One way of modelling what is going on here is via the General Linear Model. In your case, if we label the objects $1$ through to $5$, then supposing the $i$-th object $(i = 1, \ldots, 5)$
- is given a score $a_i$, $b_i$, $c_i$ and $d_i$ in each of the four characteristics you have, and
- the total/overall score of the object is $Y_i$,
we model the relationship between $Y_i$ (here the dependent variable) and the $a_i, \ldots, d_i$ (the independent variables) as
$$ Y_i = \alpha a_i + \beta b_i + \gamma c_i + \delta d_i + \epsilon_i $$
where $\alpha, \beta, \gamma, \delta$ are fixed constants, and the $\epsilon_i$ are identically and independently distributed Normal random variables with mean $0$ and some unknown variance $\sigma^2$ - if you don't know what this means, then just think of this term accounting for any random deviation from the model. Note here that here I make two assumptions:
- that if an object has score $0$ for every characteristic, it's overall score is $0$ also; and
- the random deviation in each overall score is the same every time (this is known as the "homoscedastic" case, if you are curious).
Now, in this case, we have $4$ unknown parameters, and more than $4$ (specifically $5$) sets of data, so more than likely we should be able to proceed with no bother. (If you know any linear algebra, then I can expand on why it's "more than likely" rather than "certainly" - I'm not too aware of how the US system works, I'm afraid).
Assuming everything is well behaved, then we can find what are known as the "least squares estimators" for the values of $\alpha, \beta, \gamma$ and $\delta$ - I'll save the explanation as to how to arrive at these estimators. The "least squares estimators" are then given by (note the hat to denote that they are estimators)

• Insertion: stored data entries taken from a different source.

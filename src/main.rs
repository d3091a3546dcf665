//! Socksd - Minimal SOCKS5 CONNECT proxy
//!
//! This is the main entry point for the Socksd application.

use anyhow::{Context, Result};
use clap::Parser;
use socksd::config::{load_config, Config};
use socksd::server::Server;
use std::path::PathBuf;
use tokio::sync::broadcast;
use tracing::{info, Level};
use tracing_subscriber::FmtSubscriber;

/// Socksd - SOCKS5 proxy supporting the CONNECT command without authentication
#[derive(Parser, Debug)]
#[command(name = "socksd")]
#[command(author, version, about, long_about = None)]
struct Args {
    /// Path to configuration file
    #[arg(short, long)]
    config: Option<PathBuf>,

    /// Override the listen host
    #[arg(long)]
    host: Option<String>,

    /// Override the listen port
    #[arg(short, long)]
    port: Option<u16>,

    /// Log level (trace, debug, info, warn, error)
    #[arg(short, long, default_value = "info")]
    log_level: String,

    /// Enable JSON logging format
    #[arg(long)]
    json_log: bool,
}

#[tokio::main]
async fn main() -> Result<()> {
    let args = Args::parse();

    // Setup logging
    setup_logging(&args.log_level, args.json_log)?;

    let config = build_config(&args)?;

    info!("Socksd v{}", socksd::VERSION);
    if let Some(path) = &args.config {
        info!("Configuration loaded from: {:?}", path);
    }

    let server = Server::bind(&config)
        .await
        .with_context(|| format!("Failed to start listener on {}", config.server.bind_addr()))?;

    // Setup shutdown signal
    let (shutdown_tx, shutdown_rx) = broadcast::channel(1);

    tokio::spawn(async move {
        wait_for_signal().await;
        let _ = shutdown_tx.send(true);
    });

    server.run(shutdown_rx).await
}

/// Load the configuration file, if any, and apply command line overrides
fn build_config(args: &Args) -> Result<Config> {
    let mut config = match &args.config {
        Some(path) => load_config(path)?,
        None => Config::default(),
    };

    if let Some(host) = &args.host {
        config.server.host = host.clone();
    }
    if let Some(port) = args.port {
        config.server.port = port;
    }

    config.validate()?;

    Ok(config)
}

/// Wait for Ctrl+C or SIGTERM
async fn wait_for_signal() {
    #[cfg(unix)]
    {
        use tokio::signal::unix::{signal, SignalKind};

        match signal(SignalKind::terminate()) {
            Ok(mut sigterm) => {
                tokio::select! {
                    _ = tokio::signal::ctrl_c() => {
                        info!("Received Ctrl+C, shutting down...");
                    }
                    _ = sigterm.recv() => {
                        info!("Received SIGTERM, shutting down...");
                    }
                }
            }
            Err(e) => {
                tracing::warn!("Failed to setup SIGTERM handler: {}", e);
                let _ = tokio::signal::ctrl_c().await;
                info!("Received Ctrl+C, shutting down...");
            }
        }
    }

    #[cfg(not(unix))]
    {
        // On Windows, only handle Ctrl+C
        let _ = tokio::signal::ctrl_c().await;
        info!("Received Ctrl+C, shutting down...");
    }
}

/// Setup logging based on configuration
fn setup_logging(level: &str, json: bool) -> Result<()> {
    let level = match level.to_lowercase().as_str() {
        "trace" => Level::TRACE,
        "debug" => Level::DEBUG,
        "info" => Level::INFO,
        "warn" | "warning" => Level::WARN,
        "error" => Level::ERROR,
        _ => Level::INFO,
    };

    if json {
        let subscriber = FmtSubscriber::builder()
            .with_max_level(level)
            .json()
            .finish();
        tracing::subscriber::set_global_default(subscriber)?;
    } else {
        let subscriber = FmtSubscriber::builder()
            .with_max_level(level)
            .with_target(true)
            .with_thread_ids(false)
            .with_thread_names(false)
            .finish();
        tracing::subscriber::set_global_default(subscriber)?;
    }

    Ok(())
}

$$ \begin{pmatrix} \hat\alpha \\ \hat\beta \\ \hat\gamma \\ \hat\delta \\ \end{pmatrix} = \left[ \begin{pmatrix} a_1 & a_2 & a_3 & a_4 & a_5 \\ b_1 & b_2 & b_3 & b_4 & b_5 \\ c_1 & c_2 & c_3 & c_4 & c_5 \\ d_1 & d_2 & d_3 & d_4 & d_5 \\ \end{pmatrix} \begin{pmatrix} a_1 & b_1 & c_1 & d_1 \\ a_2 & b_2 & c_2 & d_2 \\ a_3 & b_3 & c_3 & d_3 \\ a_4 & b_4 & c_4 & d_4 \\ a_5 & b_5 & c_5 & d_5 \\ \end{pmatrix} \right]^{-1} \begin{pmatrix} \Sigma_{i=1}^5 a_iY_i \\ \Sigma_{i=1}^5 b_iY_i \\ \Sigma_{i=1}^5 c_iY_i \\ \Sigma_{i=1}^5 d_iY_i \\ \end{pmatrix}$$
where I've had to use matrices as otherwise writing out the answer would be a complete mess, and the notation that $\Sigma_{i=1}^5 a_iY_i = a_1Y_1 + a_2Y_2 + \cdots + a_5Y_5$ (and in a similar manner for the other uses of $\Sigma$). You can then get a computer to do these calculations, or some form of stats package (I'd recommend R as it's free, but I don't know how to use it - asking on the Statistics StackExchange may be a good idea, but I'd read their house rules first).